* _Work instructions_:
Nothing in the data may be omitted; output it all verbatim.

------------------------------------------------------------

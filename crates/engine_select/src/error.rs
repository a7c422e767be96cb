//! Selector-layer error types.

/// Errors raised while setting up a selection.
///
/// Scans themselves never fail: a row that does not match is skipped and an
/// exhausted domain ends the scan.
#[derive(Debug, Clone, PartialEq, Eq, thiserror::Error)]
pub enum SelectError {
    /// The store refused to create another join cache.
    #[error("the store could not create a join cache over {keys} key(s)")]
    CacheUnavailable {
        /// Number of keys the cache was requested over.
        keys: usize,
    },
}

------------------------------------------------------------

* _Answer to this task_:
filename crates/engine_select/src/error.rs
repository a7c422e767be96cb
//! Selector-layer error types.

/// Errors raised while setting up a selection.
///
/// Scans themselves never fail: a row that does not match is skipped and an
/// exhausted domain ends the scan.
#[derive(Debug, Clone, PartialEq, Eq, thiserror::Error)]
pub enum SelectError {
    /// The store refused to create another join cache.
    #[error("the store could not create a join cache over {keys} key(s)")]
    CacheUnavailable {
        /// Number of keys the cache was requested over.
        keys: usize,
    },
}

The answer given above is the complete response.